Of these nine agricultural investment indices just three produced a positive return last year, with the Dow Jones-UBS Cocoa Sub Index topping the rankings with a positive return of 15.93 per cent. Soyabean also produced a positive return of 8.48 per cent, with cotton slightly behind at 7.02 per cent.

At the other end of the scale, the worst performer in 2013 was coffee, with a loss of 44.15 per cent, followed by corn and wheat. In a reversal of fortune, the droughts of 2012 that had increased prices as demand outstripped supply in the grains sector were then followed by a bountiful harvest in the US and Russia, which has refilled grain reserves and lowered prices.
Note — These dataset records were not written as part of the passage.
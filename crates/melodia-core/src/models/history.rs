use chrono::{DateTime, Utc};
use serde::{Deserialize, Serialize};
use utoipa::ToSchema;
use uuid::Uuid;

/// Last reported playback position for one user. One row per user, replaced
/// on every report.
#[derive(Debug, Clone, Serialize, Deserialize)]
pub struct PlayerState {
    pub user_id: Uuid,
    pub track_id: Uuid,
    pub context_id: Option<Uuid>,
    pub context_type: String,
    pub position_secs: i32,
    pub status: String,
    pub updated_at: DateTime<Utc>,
}

/// One scrobbled listen.
#[derive(Debug, Clone, Serialize, Deserialize)]
pub struct HistoryEntry {
    pub id: Uuid,
    pub user_id: Uuid,
    pub track_id: Uuid,
    pub played_at: DateTime<Utc>,
    pub duration_played_secs: i32,
}

#[derive(Debug, Serialize, Deserialize, ToSchema)]
pub struct PlayerStateResponse {
    pub track_id: Uuid,
    #[serde(skip_serializing_if = "Option::is_none")]
    pub context_id: Option<Uuid>,
    #[serde(skip_serializing_if = "Option::is_none")]
    pub context_type: Option<String>,
    pub position_secs: i32,
    pub status: String,
    pub updated_at: DateTime<Utc>,
}

impl From<PlayerState> for PlayerStateResponse {
    fn from(state: PlayerState) -> Self {
        PlayerStateResponse {
            track_id: state.track_id,
            context_id: state.context_id,
            context_type: if state.context_type.is_empty() {
                None
            } else {
                Some(state.context_type)
            },
            position_secs: state.position_secs,
            status: state.status,
            updated_at: state.updated_at,
        }
    }
}

#[derive(Debug, Serialize, Deserialize, ToSchema)]
pub struct HistoryEntryResponse {
    pub track_id: Uuid,
    pub played_at: DateTime<Utc>,
    pub duration_played_secs: i32,
}

impl From<HistoryEntry> for HistoryEntryResponse {
    fn from(entry: HistoryEntry) -> Self {
        HistoryEntryResponse {
            track_id: entry.track_id,
            played_at: entry.played_at,
            duration_played_secs: entry.duration_played_secs,
        }
    }
}
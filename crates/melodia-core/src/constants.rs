//! Shared constants.

use std::time::Duration;
use uuid::Uuid;

/// Fixed identity used everywhere a request principal would normally come
/// from authentication. Library, history, and profile operations all act on
/// behalf of this user until real authentication lands.
pub const DEMO_USER_ID: Uuid = Uuid::from_u128(1);

/// Lifetime of presigned stream URLs handed out by the media service.
pub const STREAM_URL_TTL: Duration = Duration::from_secs(3600);

/// Prefix for all public API routes.
pub const API_PREFIX: &str = "/api/v1";

#[cfg(test)]
mod tests {
    use super::*;

    #[test]
    fn demo_user_id_is_stable() {
        assert_eq!(
            DEMO_USER_ID.to_string(),
            "00000000-0000-0000-0000-000000000001"
        );
    }
}
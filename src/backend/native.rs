use std::sync::Arc;

use super::{Backend, SharedOracle};
use crate::address::{evm, AddressEncoder, AddressScheme, StateInitOracle};
use crate::errors::BackendError;
use crate::key;
use crate::seed::SeedMaterial;
use crate::signer::SignerSpec;

/// This crate's own pipeline: [`key::derive`] then [`AddressEncoder`] or the
/// EIP-55 encoder.
pub struct NativeBackend {
    name: String,
    scheme: AddressScheme,
    encoder: AddressEncoder<SharedOracle>,
}

impl NativeBackend {
    pub fn new(name: impl Into<String>, scheme: AddressScheme, oracle: SharedOracle) -> Self {
        Self {
            name: name.into(),
            scheme,
            encoder: AddressEncoder::new(oracle),
        }
    }

    /// Native backend over the built-in StateInit oracle.
    pub fn with_default_oracle(name: impl Into<String>, scheme: AddressScheme) -> Self {
        Self::new(name, scheme, Arc::new(StateInitOracle::new()))
    }
}

impl Backend for NativeBackend {
    fn name(&self) -> &str {
        &self.name
    }

    fn derive_public_key(
        &self,
        seed: &SeedMaterial,
        spec: &SignerSpec,
    ) -> Result<Vec<u8>, BackendError> {
        let kp = key::derive(seed, spec)?;
        Ok(kp.public_key().to_vec())
    }

    fn derive_address(&self, seed: &SeedMaterial, spec: &SignerSpec) -> Result<String, BackendError> {
        let kp = key::derive(seed, spec)?;
        let address = match &self.scheme {
            AddressScheme::Ton(params) => self.encoder.encode(kp.public_key(), params)?.into_string(),
            AddressScheme::Evm => evm::encode(kp.public_key())?,
        };
        Ok(address)
    }
}
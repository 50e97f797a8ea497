//! Derivation pipelines the parity orchestrator can compare.
//!
//! A backend is anything that turns `(seed, spec)` into a public key and an
//! address. Backends share nothing and never hand out private key material.

mod native;
mod reference;

use std::sync::Arc;

pub use native::NativeBackend;
pub use reference::ReferenceBackend;

use crate::address::RawAddressOracle;
use crate::errors::BackendError;
use crate::seed::SeedMaterial;
use crate::signer::SignerSpec;

pub trait Backend: Send + Sync {
    fn name(&self) -> &str;

    fn derive_public_key(
        &self,
        seed: &SeedMaterial,
        spec: &SignerSpec,
    ) -> Result<Vec<u8>, BackendError>;

    fn derive_address(&self, seed: &SeedMaterial, spec: &SignerSpec)
        -> Result<String, BackendError>;
}

impl<T: Backend + ?Sized> Backend for Arc<T> {
    fn name(&self) -> &str {
        (**self).name()
    }

    fn derive_public_key(
        &self,
        seed: &SeedMaterial,
        spec: &SignerSpec,
    ) -> Result<Vec<u8>, BackendError> {
        (**self).derive_public_key(seed, spec)
    }

    fn derive_address(
        &self,
        seed: &SeedMaterial,
        spec: &SignerSpec,
    ) -> Result<String, BackendError> {
        (**self).derive_address(seed, spec)
    }
}

/// Raw-address oracle handed to the native backend.
pub type SharedOracle = Arc<dyn RawAddressOracle>;
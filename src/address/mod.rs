pub mod boc;
pub mod cell;
pub mod crc16;
pub mod encoder;
pub mod evm;
pub mod friendly;
pub mod oracle;
pub mod raw;

use serde::{Deserialize, Serialize};

pub use encoder::{AddressEncoder, ChainParams};
pub use friendly::{AddressFlags, Alphabet, DecodedAddress, EncodedAddress};
pub use oracle::{RawAddressOracle, StateInitOracle, WalletVersion};
pub use raw::RawAddress;

/// How a chain renders a public key as an address.
#[derive(Debug, Clone, Copy, PartialEq, Eq, Serialize, Deserialize)]
#[serde(tag = "scheme", rename_all = "lowercase")]
pub enum AddressScheme {
    /// Wallet-contract address in the friendly base64 form.
    Ton(ChainParams),
    /// 20-byte keccak address, EIP-55 checksummed.
    Evm,
}
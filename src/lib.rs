//! Deterministic seed -> key -> address derivation with a cross-backend
//! parity check.

pub mod address;
pub mod backend;
pub mod config;
pub mod defaults;
pub mod errors;
pub mod key;
pub mod logging;
pub mod parity;
pub mod seed;
pub mod signer;
pub mod util;

pub use address::{AddressEncoder, AddressScheme, ChainParams, EncodedAddress, RawAddress};
pub use backend::{Backend, NativeBackend, ReferenceBackend};
pub use config::{ChainConfig, SeedSource};
pub use errors::{
    BackendError, ConfigurationError, DerivationError, EncodingError, ImpossibleReason,
    ParityError,
};
pub use parity::{BackendOutcome, ParityOrchestrator, ParityReport, Verdict};
pub use seed::{SeedEncoding, SeedMaterial};
pub use signer::{Curve, HashFunction, SignatureFormat, SignerSpec};
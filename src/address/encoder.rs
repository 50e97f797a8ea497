use serde::{Deserialize, Serialize};

use super::friendly::{self, Alphabet, AddressFlags, DecodedAddress, EncodedAddress};
use super::oracle::{RawAddressOracle, StateInitOracle, WalletVersion};
use crate::errors::{ConfigurationError, EncodingError};

/// Per-chain knobs for the friendly address form.
#[derive(Debug, Clone, Copy, PartialEq, Eq, Serialize, Deserialize)]
#[serde(rename_all = "camelCase")]
pub struct ChainParams {
    pub workchain: i8,
    pub bounceable: bool,
    pub testnet: bool,
    pub wallet_version: WalletVersion,
    pub alphabet: Alphabet,
}

impl Default for ChainParams {
    fn default() -> Self {
        Self {
            workchain: 0,
            bounceable: true,
            testnet: false,
            wallet_version: WalletVersion::V4R2,
            alphabet: Alphabet::UrlSafe,
        }
    }
}

impl ChainParams {
    pub fn with_wallet_version_tag(mut self, tag: &str) -> Result<Self, ConfigurationError> {
        self.wallet_version = tag.parse()?;
        Ok(self)
    }

    pub fn flags(&self) -> AddressFlags {
        AddressFlags::new(self.bounceable, self.testnet)
    }
}

/// Public key -> friendly address, via a raw-address oracle.
#[derive(Debug, Clone, Default)]
pub struct AddressEncoder<O = StateInitOracle> {
    oracle: O,
}

impl<O: RawAddressOracle> AddressEncoder<O> {
    pub fn new(oracle: O) -> Self {
        Self { oracle }
    }

    pub fn oracle(&self) -> &O {
        &self.oracle
    }

    pub fn encode(
        &self,
        public_key: &[u8],
        params: &ChainParams,
    ) -> Result<EncodedAddress, EncodingError> {
        let raw = self
            .oracle
            .raw_address(public_key, params.wallet_version, params.workchain)?;
        Ok(friendly::encode_raw(&raw, params.flags(), params.alphabet))
    }

    /// Inverse of [`AddressEncoder::encode`]. Needs no oracle; forwards to
    /// [`friendly::decode`].
    pub fn decode(&self, address: &str) -> Result<DecodedAddress, EncodingError> {
        friendly::decode(address)
    }
}
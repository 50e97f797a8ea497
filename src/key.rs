//! Seed -> keypair derivation.
//!
//! The seed is hashed with the spec's hash function, the digest is cut to the
//! curve's seed length, and the curve's standard keypair-from-seed step runs on
//! the result. Nothing here logs or keeps seed or secret bytes.

use std::fmt;

use ed25519_dalek::SigningKey;
use k256::elliptic_curve::sec1::ToEncodedPoint;
use zeroize::{Zeroize, Zeroizing};

use crate::errors::DerivationError;
use crate::seed::SeedMaterial;
use crate::signer::{Curve, SignerSpec};

/// Derived keypair. The secret half is wiped on drop and never serialized.
#[derive(PartialEq, Eq)]
pub struct KeyPair {
    curve: Curve,
    public_key: Vec<u8>,
    private_key: [u8; 32],
}

impl KeyPair {
    pub fn curve(&self) -> Curve {
        self.curve
    }

    /// Ed25519: 32 bytes. secp256k1: 33-byte compressed SEC1.
    pub fn public_key(&self) -> &[u8] {
        &self.public_key
    }

    pub fn public_key_hex(&self) -> String {
        hex::encode(&self.public_key)
    }

    pub fn private_key(&self) -> &[u8; 32] {
        &self.private_key
    }
}

impl Drop for KeyPair {
    fn drop(&mut self) {
        self.private_key.zeroize();
    }
}

impl fmt::Debug for KeyPair {
    fn fmt(&self, f: &mut fmt::Formatter<'_>) -> fmt::Result {
        f.debug_struct("KeyPair")
            .field("curve", &self.curve)
            .field("public_key", &self.public_key_hex())
            .field("private_key", &"<redacted>")
            .finish()
    }
}

/// `derive(seed, spec)`: pure, deterministic seed -> keypair.
pub fn derive(seed: &SeedMaterial, spec: &SignerSpec) -> Result<KeyPair, DerivationError> {
    spec.validate()?;
    if seed.is_empty() {
        return Err(DerivationError::EmptySeed);
    }
    let digest = Zeroizing::new(spec.hash_function.digest(seed.as_bytes()));
    let curve_seed = curve_seed(&digest, spec.curve)?;
    keypair_from_curve_seed(spec.curve, &curve_seed)
}

/// Leading `curve.seed_len()` bytes of the digest.
pub fn curve_seed(digest: &[u8], curve: Curve) -> Result<Zeroizing<[u8; 32]>, DerivationError> {
    let need = curve.seed_len();
    if digest.len() < need {
        return Err(DerivationError::InsufficientEntropy {
            required: need,
            actual: digest.len(),
        });
    }
    let mut out = Zeroizing::new([0u8; 32]);
    out.copy_from_slice(&digest[..need]);
    Ok(out)
}

pub fn keypair_from_curve_seed(curve: Curve, seed: &[u8; 32]) -> Result<KeyPair, DerivationError> {
    match curve {
        Curve::Ed25519 => {
            // RFC 8032 / NaCl sign.keyPair.fromSeed
            let sk = SigningKey::from_bytes(seed);
            Ok(KeyPair {
                curve,
                public_key: sk.verifying_key().to_bytes().to_vec(),
                private_key: sk.to_bytes(),
            })
        }
        Curve::Secp256k1 => {
            let sk = k256::SecretKey::from_slice(seed).map_err(|e| DerivationError::InvalidScalar {
                curve,
                reason: e.to_string(),
            })?;
            let compressed = sk.public_key().to_encoded_point(true);
            let scalar = Zeroizing::new(sk.to_bytes());
            let mut private_key = [0u8; 32];
            private_key.copy_from_slice(&scalar);
            Ok(KeyPair {
                curve,
                public_key: compressed.as_bytes().to_vec(),
                private_key,
            })
        }
    }
}
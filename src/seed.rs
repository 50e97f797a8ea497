use std::fmt;
use std::str::FromStr;

use zeroize::Zeroizing;

use crate::errors::ConfigurationError;
use crate::util::hex_to_bytes;

/// How the out-of-band seed string turns into seed bytes.
#[derive(Debug, Clone, Copy, PartialEq, Eq, Default)]
pub enum SeedEncoding {
    /// The phrase's UTF-8 bytes, unmodified.
    #[default]
    Utf8,
    /// Hex, optional 0x prefix.
    Hex,
}

impl FromStr for SeedEncoding {
    type Err = String;

    fn from_str(s: &str) -> Result<Self, Self::Err> {
        match s.to_ascii_lowercase().as_str() {
            "utf8" | "utf-8" | "phrase" => Ok(SeedEncoding::Utf8),
            "hex" => Ok(SeedEncoding::Hex),
            other => Err(format!("unknown seed encoding '{other}' (utf8 or hex)")),
        }
    }
}

impl fmt::Display for SeedEncoding {
    fn fmt(&self, f: &mut fmt::Formatter<'_>) -> fmt::Result {
        f.write_str(match self {
            SeedEncoding::Utf8 => "utf8",
            SeedEncoding::Hex => "hex",
        })
    }
}

/// Secret seed bytes. Wiped on drop; clones are independent wiped copies.
#[derive(Clone)]
pub struct SeedMaterial(Zeroizing<Vec<u8>>);

impl SeedMaterial {
    pub fn from_bytes(bytes: Vec<u8>) -> Self {
        Self(Zeroizing::new(bytes))
    }

    pub fn from_phrase(phrase: &str) -> Self {
        Self::from_bytes(phrase.as_bytes().to_vec())
    }

    /// Decodes `input` according to `encoding`. Empty results are rejected.
    pub fn parse(input: &str, encoding: SeedEncoding) -> Result<Self, ConfigurationError> {
        let seed = match encoding {
            SeedEncoding::Utf8 => Self::from_phrase(input),
            SeedEncoding::Hex => {
                let bytes = hex_to_bytes(input.trim()).map_err(|e| {
                    ConfigurationError::InvalidSeedEncoding {
                        encoding: encoding.to_string(),
                        reason: e.to_string(),
                    }
                })?;
                Self::from_bytes(bytes)
            }
        };
        if seed.is_empty() {
            return Err(ConfigurationError::EmptySeed);
        }
        Ok(seed)
    }

    pub fn as_bytes(&self) -> &[u8] {
        &self.0
    }

    pub fn len(&self) -> usize {
        self.0.len()
    }

    pub fn is_empty(&self) -> bool {
        self.0.is_empty()
    }
}

impl fmt::Debug for SeedMaterial {
    fn fmt(&self, f: &mut fmt::Formatter<'_>) -> fmt::Result {
        write!(f, "SeedMaterial(<{} bytes redacted>)", self.0.len())
    }
}
//! Just enough of the TON cell model to hash a wallet StateInit: ordinary
//! (level 0) cells, their bit strings, and their representation hashes.

use sha2::{Digest, Sha256};

pub const MAX_BITS: usize = 1023;
pub const MAX_REFS: usize = 4;

/// A child as its parent sees it: representation hash and depth.
#[derive(Debug, Clone, Copy, PartialEq, Eq, Hash)]
pub struct CellRef {
    pub hash: [u8; 32],
    pub depth: u16,
}

#[derive(Debug, Clone, PartialEq, Eq)]
pub struct Cell {
    /// Bit string, MSB first; bits past `bit_len` are zero.
    data: Vec<u8>,
    bit_len: usize,
    refs: Vec<CellRef>,
}

impl Cell {
    pub fn empty() -> Self {
        Self {
            data: Vec::new(),
            bit_len: 0,
            refs: Vec::new(),
        }
    }

    /// Rebuilds a cell from serialized (completion-tagged) data, as found in
    /// a bag of cells. `d2` is the second descriptor byte.
    pub fn from_padded(mut data: Vec<u8>, d2: u8, refs: Vec<CellRef>) -> Option<Self> {
        let full = d2 % 2 == 0;
        if data.len() != (usize::from(d2) + 1) / 2 || refs.len() > MAX_REFS {
            return None;
        }
        let bit_len = if full {
            data.len() * 8
        } else {
            let last = data.last_mut()?;
            if *last == 0 {
                return None;
            }
            let tz = last.trailing_zeros() as usize;
            *last &= !(1u8 << tz);
            (data.len() - 1) * 8 + (7 - tz)
        };
        if bit_len > MAX_BITS {
            return None;
        }
        Some(Self {
            data,
            bit_len,
            refs,
        })
    }

    pub fn bit_len(&self) -> usize {
        self.bit_len
    }

    pub fn refs(&self) -> &[CellRef] {
        &self.refs
    }

    fn descriptors(&self) -> [u8; 2] {
        let d1 = self.refs.len() as u8;
        let d2 = (self.bit_len / 8 + (self.bit_len + 7) / 8) as u8;
        [d1, d2]
    }

    fn padded_data(&self) -> Vec<u8> {
        let mut out = self.data.clone();
        if self.bit_len % 8 != 0 {
            out[self.bit_len / 8] |= 0x80 >> (self.bit_len % 8);
        }
        out
    }

    pub fn depth(&self) -> u16 {
        self.refs
            .iter()
            .map(|r| r.depth + 1)
            .max()
            .unwrap_or(0)
    }

    /// sha256(d1 ‖ d2 ‖ padded data ‖ child depths ‖ child hashes)
    pub fn hash(&self) -> [u8; 32] {
        let mut h = Sha256::new();
        h.update(self.descriptors());
        h.update(self.padded_data());
        for r in &self.refs {
            h.update(r.depth.to_be_bytes());
        }
        for r in &self.refs {
            h.update(r.hash);
        }
        h.finalize().into()
    }

    pub fn to_ref(&self) -> CellRef {
        CellRef {
            hash: self.hash(),
            depth: self.depth(),
        }
    }
}

/// Append-only bit writer. Layouts used here are fixed and far below the
/// cell limits; overflow is a programming error.
#[derive(Debug, Default)]
pub struct CellBuilder {
    data: Vec<u8>,
    bit_len: usize,
    refs: Vec<CellRef>,
}

impl CellBuilder {
    pub fn new() -> Self {
        Self::default()
    }

    pub fn store_bit(&mut self, bit: bool) -> &mut Self {
        debug_assert!(self.bit_len < MAX_BITS, "cell overflow");
        if self.bit_len % 8 == 0 {
            self.data.push(0);
        }
        if bit {
            self.data[self.bit_len / 8] |= 0x80 >> (self.bit_len % 8);
        }
        self.bit_len += 1;
        self
    }

    pub fn store_bits(&mut self, bits: &[bool]) -> &mut Self {
        for b in bits {
            self.store_bit(*b);
        }
        self
    }

    pub fn store_u32(&mut self, v: u32) -> &mut Self {
        self.store_bytes(&v.to_be_bytes())
    }

    pub fn store_bytes(&mut self, bytes: &[u8]) -> &mut Self {
        for byte in bytes {
            for i in (0..8).rev() {
                self.store_bit((byte >> i) & 1 == 1);
            }
        }
        self
    }

    pub fn store_ref(&mut self, r: CellRef) -> &mut Self {
        debug_assert!(self.refs.len() < MAX_REFS, "too many refs");
        self.refs.push(r);
        self
    }

    pub fn build(&self) -> Cell {
        Cell {
            data: self.data.clone(),
            bit_len: self.bit_len,
            refs: self.refs.clone(),
        }
    }
}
But in 2014 the picture across the soft commodities space looks more prosperous, with all nine sub-indices delivering a positive return for the year to date to March 12, while the overall Dow Jones-UBS Agriculture sub-index has returned 15.34 per cent.

The best-performing commodity is coffee, with the Dow Jones-UBS Coffee sub index delivering a massive improvement on last year with a return of 82.15 per cent, according to FE Analytics.

In a recent weekly commodity report, ETF Securities notes coffee prices reached a two-year high in early March on concerns that a drought in Brazil will reduce the crop. The country is the world’s largest producer of coffee, accounting for approximately 35 per cent of production at the end of 2013.

ETF Securities highlights that Brazil’s southeast region is seeing the driest summer since 1972, but it warns: “Given the extremely sharp price rise in such a short space of time and net longs in the futures markets looking highly stretched, the risk of a correction is very high in our view”.

Another strong performer in the agriculture sector so far this year has been hogs, with the Dow Jones-UBS Lean Hogs sub-index delivering a return of 28.81 per cent. According to ETF Securities it has recorded $5.9m of inflows into its ETFS Longer Dated Lean Hogs ETP as prices have surged 30 per cent in the wake of a swine virus, which is spreading across hog farms and reducing the supply of pigs for slaughter.